Keeping your customers happy is one of the undeniable necessities of running a business. But even if you pride yourself on dispensing world-class service day in, day out, there are always going to be naysayers who feel they’ve been let down. The internet makes it easier than ever to recruit business, but it also remains an open forum for dissatisfied customers to let their feelings be known. Our advice today is simple: deal with unhappy customers quickly and efficiently by following these 6 steps.
You can’t deal with customers you can’t see
First, if you don’t know what customers are saying, you can’t fix your mistakes. This advice seems simple enough, but too many business owners dig their heels in and refuse to look at what’s being said.
Ensure you keep tabs on your social media feeds daily. The world of social media moves at breakneck speed and you can’t afford to be inattentive. In addition, register your business on VavaVox and get full access to our reporting tools, allowing you to know exactly when a client reviews your service.
Let customers know you appreciate feedback
One of the best things you can do as a business is let your customers know you’re listening to them and that you appreciate their feedback. Concentrate on two or three different social media channels and monitor feedback through them. It’s important not to spread yourself too thin.
Is VavaVox a social media channel? Of course. It’s a public platform designed for conversations online, but is focused on fostering business relationships, giving it an edge over Twitter or Facebook.
There’s nothing wrong with sending out a reminder email or ‘poke’ to your clients either. We’re often doing it on behalf of businesses we represent. Letting your customers know you’re looking for feedback and appreciate their opinion is perfectly valid.
Decisiveness is everything. There’s no point hanging around. If you have a customer that is unhappy, reply immediately. Better yet, find out what their phone number is so that you can phone them and resolve the issue telephonically.
A phone call works wonders and is an excellent way to get things resolved immediately and in a personal manner. Thereafter, reply to them over the social media channel and confirm that the problem was sorted.

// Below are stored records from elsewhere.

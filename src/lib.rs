//! scalebar-rs: cartographic scale bars for map axes.
//!
//! A bar is resolved fresh against the axis on every draw: the axis extent is
//! converted to real-world units, a readable length and division scheme is
//! picked, and the resulting segments are laid out in points and rasterized
//! onto an off-screen canvas that the host anchors on its figure.

pub mod api;
pub mod core;
pub mod diagnostics;
pub mod error;
pub mod layout;
pub mod raster;
pub mod render;
pub mod style;
pub mod telemetry;

pub use api::{
    DualScaleBar, DualScaleBarConfig, Location, Placement, RenderedScaleBar, ScaleBar,
    ScaleBarConfig, compute_bar, render_bar, render_dual,
};
pub use crate::core::{MapAxis, Projection, StaticAxis};
pub use diagnostics::{Diagnostics, ScaleBarWarning};
pub use error::{ScaleBarError, ScaleBarResult};
pub use style::{SizeTier, StyleRegistry};
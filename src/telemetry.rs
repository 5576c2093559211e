//! Telemetry helpers for applications embedding `scalebar-rs`.
//!
//! Every non-fatal condition met while laying out a bar (conflicting length
//! options, degree-based CRS, unknown style keys, ...) is emitted through
//! `tracing::warn!`. Consumers can either call `init_default_tracing` or wire
//! their own `tracing` subscriber and filters.

/// Initializes a default `tracing` subscriber when the `telemetry` feature is enabled.
///
/// Returns `true` when initialization succeeds.
/// Returns `false` when no initialization is performed (feature disabled) or if a
/// global subscriber was already set by the host application.
#[must_use]
pub fn init_default_tracing() -> bool {
    #[cfg(feature = "telemetry")]
    {
        let builder = tracing_subscriber::fmt()
            .with_env_filter(
                tracing_subscriber::EnvFilter::try_from_default_env()
                    .unwrap_or_else(|_| tracing_subscriber::EnvFilter::new("warn")),
            )
            .with_target(false)
            .compact();

        return builder.try_init().is_ok();
    }

    #[cfg(not(feature = "telemetry"))]
    {
        false
    }
}
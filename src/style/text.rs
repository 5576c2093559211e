use serde::{Deserialize, Serialize};

use crate::diagnostics::Diagnostics;
use crate::error::ScaleBarResult;
use crate::render::{Color, FontFamily, FontSpec, FontStyle, FontWeight};
use crate::style::font::FontSize;
use crate::style::validation::{
    UnknownKeys, check_colors, check_min, check_range, color_list, report_unknown,
};

/// How rotated text is positioned relative to its anchor.
#[derive(Debug, Clone, Copy, PartialEq, Eq, Hash, Default, Serialize, Deserialize)]
#[serde(rename_all = "snake_case")]
pub enum RotationMode {
    /// Rotate first, then align the rotated extent.
    Default,
    /// Align first, then rotate around the anchor point.
    #[default]
    Anchor,
}

/// Shared text appearance; labels and units fall back to it.
#[derive(Debug, Clone, PartialEq, Serialize)]
pub struct TextStyle {
    /// Points.
    pub fontsize: f64,
    /// Cycled across labels; units use the first entry.
    pub textcolors: Vec<Color>,
    pub fontfamily: FontFamily,
    pub fontstyle: FontStyle,
    pub fontweight: FontWeight,
    /// Halo width in points.
    pub stroke_width: f64,
    pub stroke_color: Color,
    pub rotation: Option<f64>,
    pub rotation_mode: RotationMode,
}

impl TextStyle {
    pub fn validate(&self) -> ScaleBarResult<()> {
        check_min("text.fontsize", self.fontsize, f64::MIN_POSITIVE)?;
        check_colors("text.textcolor", &self.textcolors)?;
        check_min("text.stroke_width", self.stroke_width, 0.0)?;
        self.stroke_color.validate()?;
        if let Some(rotation) = self.rotation {
            check_range("text.rotation", rotation, -360.0, 360.0)?;
        }
        Ok(())
    }

    /// Merges overrides onto a copy and validates the result.
    pub fn merge(&self, overrides: &TextOverrides, diagnostics: &mut Diagnostics) -> ScaleBarResult<Self> {
        report_unknown("text", &overrides.unknown, diagnostics);
        let font = FontOverrides {
            fontsize: overrides
                .fontsize
                .as_ref()
                .map(|size| size.to_points(diagnostics))
                .transpose()?,
            textcolors: overrides.textcolor.clone(),
            fontfamily: overrides.fontfamily,
            fontstyle: overrides.fontstyle,
            fontweight: overrides.fontweight,
            stroke_width: overrides.stroke_width,
            stroke_color: overrides.stroke_color,
            rotation: overrides.rotation,
            rotation_mode: overrides.rotation_mode,
        };
        let merged = self.with_overrides(&font);
        merged.validate()?;
        Ok(merged)
    }

    /// Effective appearance after applying section-level font overrides.
    #[must_use]
    pub fn with_overrides(&self, font: &FontOverrides) -> Self {
        Self {
            fontsize: font.fontsize.unwrap_or(self.fontsize),
            textcolors: font
                .textcolors
                .clone()
                .unwrap_or_else(|| self.textcolors.clone()),
            fontfamily: font.fontfamily.unwrap_or(self.fontfamily),
            fontstyle: font.fontstyle.unwrap_or(self.fontstyle),
            fontweight: font.fontweight.unwrap_or(self.fontweight),
            stroke_width: font.stroke_width.unwrap_or(self.stroke_width),
            stroke_color: font.stroke_color.unwrap_or(self.stroke_color),
            rotation: font.rotation.or(self.rotation),
            rotation_mode: font.rotation_mode.unwrap_or(self.rotation_mode),
        }
    }

    #[must_use]
    pub fn font_spec(&self) -> FontSpec {
        FontSpec {
            family: self.fontfamily,
            style: self.fontstyle,
            weight: self.fontweight,
        }
    }

    #[must_use]
    pub fn primary_color(&self) -> Color {
        self.textcolors.first().copied().unwrap_or(Color::BLACK)
    }
}

/// Font fields a labels or units section may set on top of the text style.
#[derive(Debug, Clone, Default, PartialEq, Serialize)]
pub struct FontOverrides {
    pub fontsize: Option<f64>,
    pub textcolors: Option<Vec<Color>>,
    pub fontfamily: Option<FontFamily>,
    pub fontstyle: Option<FontStyle>,
    pub fontweight: Option<FontWeight>,
    pub stroke_width: Option<f64>,
    pub stroke_color: Option<Color>,
    pub rotation: Option<f64>,
    pub rotation_mode: Option<RotationMode>,
}

impl FontOverrides {
    pub fn validate(&self, section: &str) -> ScaleBarResult<()> {
        if let Some(fontsize) = self.fontsize {
            check_min(&format!("{section}.fontsize"), fontsize, f64::MIN_POSITIVE)?;
        }
        if let Some(colors) = &self.textcolors {
            check_colors(&format!("{section}.textcolors"), colors)?;
        }
        if let Some(stroke_width) = self.stroke_width {
            check_min(&format!("{section}.stroke_width"), stroke_width, 0.0)?;
        }
        if let Some(rotation) = self.rotation {
            check_range(&format!("{section}.rotation"), rotation, -360.0, 360.0)?;
        }
        Ok(())
    }

    /// Right-biased merge: fields set in `other` win.
    #[must_use]
    pub fn merged_with(&self, other: &Self) -> Self {
        Self {
            fontsize: other.fontsize.or(self.fontsize),
            textcolors: other.textcolors.clone().or_else(|| self.textcolors.clone()),
            fontfamily: other.fontfamily.or(self.fontfamily),
            fontstyle: other.fontstyle.or(self.fontstyle),
            fontweight: other.fontweight.or(self.fontweight),
            stroke_width: other.stroke_width.or(self.stroke_width),
            stroke_color: other.stroke_color.or(self.stroke_color),
            rotation: other.rotation.or(self.rotation),
            rotation_mode: other.rotation_mode.or(self.rotation_mode),
        }
    }
}

/// Serialized `text` section.
#[derive(Debug, Clone, Default, PartialEq, Serialize, Deserialize)]
#[serde(default)]
pub struct TextOverrides {
    pub fontsize: Option<FontSize>,
    #[serde(deserialize_with = "color_list")]
    pub textcolor: Option<Vec<Color>>,
    pub fontfamily: Option<FontFamily>,
    pub fontstyle: Option<FontStyle>,
    pub fontweight: Option<FontWeight>,
    pub stroke_width: Option<f64>,
    pub stroke_color: Option<Color>,
    pub rotation: Option<f64>,
    pub rotation_mode: Option<RotationMode>,
    #[serde(flatten, skip_serializing)]
    pub unknown: UnknownKeys,
}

Remember, everyone is human and most people understand that mishaps happen. The difference between good businesses and the ordinary ones is in the way they handle these mishaps. Evidence confirms that the companies that sort the issue out quickly actually benefit from the mistake arising in the first place.
Solve the issue, don’t hide it
Unless the complaint is inflammatory by nature, don’t be tempted to delete the post. At VavaVox, we’re so committed to transparency we’ve disabled the option to delete something entirely. And with good reason. Trying to hide posts on Facebook only serves to enrage the complainant further. Trust us: they’ll redouble their efforts to be heard in the future, and you’re essentially creating a recipe for splash damage, heightening the negativity that arises from it.

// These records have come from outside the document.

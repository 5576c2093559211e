use approx::assert_relative_eq;
use scalebar_rs::core::{
    BarConfig, BarLength, LabelStyle, Segment, SegmentRequest, build_segments,
};
use scalebar_rs::layout::{AssemblyInput, Extent, LayoutNode, assemble_bar};
use scalebar_rs::render::{Color, RenderFrame, TextHAlign, Viewport};
use scalebar_rs::style::{
    BarKind, BarStyle, LabelLoc, LabelsStyle, TickLoc, UnitsLoc, UnitsStyle,
};
use scalebar_rs::{Diagnostics, SizeTier, StyleRegistry};

const MAJOR_W: f64 = 36.0;
const LEAD: f64 = MAJOR_W / 2.0;
// md tier: 12 pt text with a 1 pt halo.
const TEXT_H: f64 = 14.0;
const BAR_H: f64 = 7.2;
const SEP: f64 = 5.0;

struct Fixture {
    kind: BarKind,
    config: BarConfig,
    bar: BarStyle,
    labels: LabelsStyle,
    units: UnitsStyle,
}

impl Fixture {
    fn new(kind: BarKind, major_div: u32, minor_div: u32) -> Self {
        let registry = StyleRegistry::new(SizeTier::Medium);
        let config = BarConfig::new(
            BarLength {
                bar_max: 100.0,
                bar_length_in: 0.5 * f64::from(major_div),
                major_div,
                minor_div,
            },
            None,
            "km",
        );
        Self {
            kind,
            config,
            bar: registry.bar(),
            labels: registry.labels(),
            units: registry.units(),
        }
    }

    fn segments(&self) -> Vec<Segment> {
        build_segments(
            &SegmentRequest {
                bar_max: self.config.bar_max,
                major_width_in: self.config.major_width_in(),
                major_div: self.config.major_div,
                minor_div: self.config.minor_div,
                minor_type: self.bar.minor_type,
                label_style: self.labels.style,
                labels: self.labels.labels.as_deref(),
                format: self.labels.format,
                format_int: self.labels.format_int,
            },
            &mut Diagnostics::new(),
        )
    }

    fn assemble(&self) -> LayoutNode {
        let segments = self.segments();
        let text = StyleRegistry::new(SizeTier::Medium).text();
        assemble_bar(&AssemblyInput {
            kind: self.kind,
            config: &self.config,
            segments: &segments,
            bar: &self.bar,
            labels: &self.labels,
            units: &self.units,
            text: &text,
        })
    }
}

fn emit(root: &LayoutNode) -> RenderFrame {
    let mut frame = RenderFrame::new(Viewport::new(400, 400));
    root.emit((0.0, 0.0), 1.0, &mut frame);
    frame
}

#[test]
fn boxes_bar_with_labels_above() {
    let root = Fixture::new(BarKind::Boxes, 4, 1).assemble();

    // Spacer, four boxes and the units text side by side.
    assert_eq!(
        root.extent(),
        Extent::new(LEAD + 4.0 * MAJOR_W + MAJOR_W, TEXT_H + SEP + TEXT_H)
    );

    let frame = emit(&root);
    assert_eq!(frame.rects.len(), 4);
    let fills: Vec<Color> = frame.rects.iter().map(|rect| rect.fill_color).collect();
    assert_eq!(fills, vec![Color::BLACK, Color::WHITE, Color::BLACK, Color::WHITE]);

    let first = frame.rects[0];
    assert_relative_eq!(first.x, LEAD);
    assert_relative_eq!(first.y, TEXT_H + SEP + (TEXT_H - BAR_H) / 2.0);
    assert_relative_eq!(first.width, MAJOR_W);

    let texts: Vec<&str> = frame.texts.iter().map(|text| text.text.as_str()).collect();
    assert_eq!(texts, vec!["0", "25", "50", "75", "100", "km"]);
    for (index, label) in frame.texts.iter().take(5).enumerate() {
        // Each label is centred on the box boundary it names.
        assert_relative_eq!(label.x, LEAD + MAJOR_W * index as f64);
        assert_relative_eq!(label.y, TEXT_H - 1.0);
        assert_eq!(label.h_align, TextHAlign::Center);
    }
    let units = &frame.texts[5];
    assert_eq!(units.h_align, TextHAlign::Left);
    assert_relative_eq!(units.x, LEAD + 4.0 * MAJOR_W + 6.0);
}

#[test]
fn labels_below_put_the_bar_row_first() {
    let mut fixture = Fixture::new(BarKind::Boxes, 4, 1);
    fixture.labels.loc = LabelLoc::Below;
    let frame = emit(&fixture.assemble());

    assert_relative_eq!(frame.rects[0].y, (TEXT_H - BAR_H) / 2.0);
    assert_relative_eq!(frame.texts[0].y, TEXT_H + SEP + TEXT_H - 1.0);
}

#[test]
fn reversed_bars_mirror_boxes_and_labels() {
    let mut fixture = Fixture::new(BarKind::Boxes, 4, 1);
    fixture.bar.reverse = true;
    let root = fixture.assemble();
    let frame = emit(&root);

    // Units text leads, the zero end sits on the right.
    let units = frame
        .texts
        .iter()
        .find(|text| text.text == "km")
        .expect("units label");
    assert_eq!(units.h_align, TextHAlign::Right);
    assert_relative_eq!(units.x, MAJOR_W - 6.0);

    assert_relative_eq!(frame.rects[0].x, MAJOR_W);
    let fills: Vec<Color> = frame.rects.iter().map(|rect| rect.fill_color).collect();
    assert_eq!(fills, vec![Color::WHITE, Color::BLACK, Color::WHITE, Color::BLACK]);

    let zero = frame
        .texts
        .iter()
        .find(|text| text.text == "0")
        .expect("zero label");
    assert_relative_eq!(zero.x, MAJOR_W + 4.0 * MAJOR_W);
    let total = frame
        .texts
        .iter()
        .find(|text| text.text == "100")
        .expect("total label");
    assert_relative_eq!(total.x, MAJOR_W);
}

#[test]
fn ticks_bar_draws_baseline_and_ticks() {
    let fixture = Fixture::new(BarKind::Ticks, 4, 1);
    let frame = emit(&fixture.assemble());

    assert!(frame.rects.is_empty());
    // Four baseline pieces and five ticks.
    assert_eq!(frame.lines.len(), 9);
    let ticks: Vec<_> = frame.lines.iter().filter(|line| line.x1 == line.x2).collect();
    assert_eq!(ticks.len(), 5);
    assert_relative_eq!(ticks[0].x1, LEAD);
    assert_relative_eq!(ticks[4].x1, LEAD + 4.0 * MAJOR_W);

    let baseline_y = frame.lines[0].y1;
    assert!(frame.lines.iter().take(4).all(|line| line.y1 == baseline_y && line.y2 == baseline_y));
}

#[test]
fn tick_location_moves_the_baseline() {
    let baseline_offset = |loc: TickLoc| {
        let mut fixture = Fixture::new(BarKind::Ticks, 2, 1);
        fixture.labels.loc = LabelLoc::Below;
        fixture.bar.tick_loc = loc;
        let frame = emit(&fixture.assemble());
        frame.lines[0].y1 - (TEXT_H - BAR_H) / 2.0
    };
    assert_relative_eq!(baseline_offset(TickLoc::Above), BAR_H);
    assert_relative_eq!(baseline_offset(TickLoc::Below), 0.0);
    assert_relative_eq!(baseline_offset(TickLoc::Middle), BAR_H / 2.0);
}

#[test]
fn units_can_join_the_last_label() {
    let mut fixture = Fixture::new(BarKind::Boxes, 2, 1);
    fixture.units.loc = UnitsLoc::Text;
    let frame = emit(&fixture.assemble());

    let texts: Vec<&str> = frame.texts.iter().map(|text| text.text.as_str()).collect();
    assert_eq!(texts, vec!["0", "50", "100 km"]);
}

#[test]
fn opposite_units_sit_on_the_far_side_of_the_labels() {
    let mut fixture = Fixture::new(BarKind::Boxes, 4, 1);
    fixture.units.loc = UnitsLoc::Opposite;
    let root = fixture.assemble();
    let extent = root.extent();

    // Main block: label row (5 slots) over the bar row, then the units row.
    let main_height = TEXT_H + SEP + BAR_H;
    assert_relative_eq!(extent.height, main_height + SEP + TEXT_H);
    assert_relative_eq!(extent.width, 5.0 * MAJOR_W);

    let frame = emit(&root);
    let units = frame.texts.last().expect("units label");
    assert_eq!(units.text, "km");
    assert_eq!(units.h_align, TextHAlign::Right);
    assert!(units.y > frame.rects[0].y);
}

#[test]
fn last_only_single_division_collapses_to_one_box() {
    let mut fixture = Fixture::new(BarKind::Boxes, 1, 1);
    fixture.labels.style = LabelStyle::LastOnly;
    let frame = emit(&fixture.assemble());

    assert_eq!(frame.rects.len(), 1);
    assert_relative_eq!(frame.rects[0].x, 0.0);
    assert_relative_eq!(frame.rects[0].width, MAJOR_W);
    let labels: Vec<&str> = frame.texts.iter().map(|text| text.text.as_str()).collect();
    assert_eq!(labels, vec!["100", "km"]);
}

#[test]
fn colors_cycle_across_boxes() {
    let mut fixture = Fixture::new(BarKind::Boxes, 4, 1);
    let red = Color::rgb(1.0, 0.0, 0.0);
    fixture.bar.facecolors = vec![red, Color::WHITE, Color::BLACK];
    let frame = emit(&fixture.assemble());
    let fills: Vec<Color> = frame.rects.iter().map(|rect| rect.fill_color).collect();
    assert_eq!(fills, vec![red, Color::WHITE, Color::BLACK, red]);
}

As Dave Kerpen from INC.com puts it: “If you delete a complaint on your blog or Facebook page or elsewhere, that’s the opposite of good customer service. That’s telling the customer that he or she doesn’t matter, and it’s inviting him or her to find another forum and get louder somewhere else.”
Make it right
As Social Media Examiner explains, apologies are all fine and well, but actually fixing the problem makes the most long-term impact.
A simple, “I’m sorry” is easy to give, but actually fixing the problem will mean the most to your customer, and might even go so far as to turn that dissatisfied client into someone willing to recommend your service to friends and family.
This is also a good opportunity to evaluate your business and the processes that govern it, and find the ‘root cause’ of the problem to ensure it does not happen again.
Never get into a spat
Social Media Examiner continues with this piece of advice: “Any time you win an argument online, you’re losing. All anyone really remembers is that you’re combative.”
There’s simply no point fanning the flames of an argument. You stand to lose far more than the customer ever will. Remember: customers are real people with friends and family. By extension, they’re liable to get over-emotional and unreasonable, but don’t fall into the trap of getting equally heated. Keep it businesslike, keep it logical, and simply resolve the issue.
It might not seem like it at the time, but customer feedback is incredibly useful. A lot of it is badly-worded vitriol, yes, but the message behind the madness often needs to be heard.
Don’t let negative feedback get you down, either. It often shows that customers care; that they want to put their full faith into your enterprise and expect more from you as a result.
Look at negative feedback as an opportunity for your business; an opportunity to demonstrate excellent customer service that turns an unhappy customer into a client more than happy to recommend you via word-of-mouth.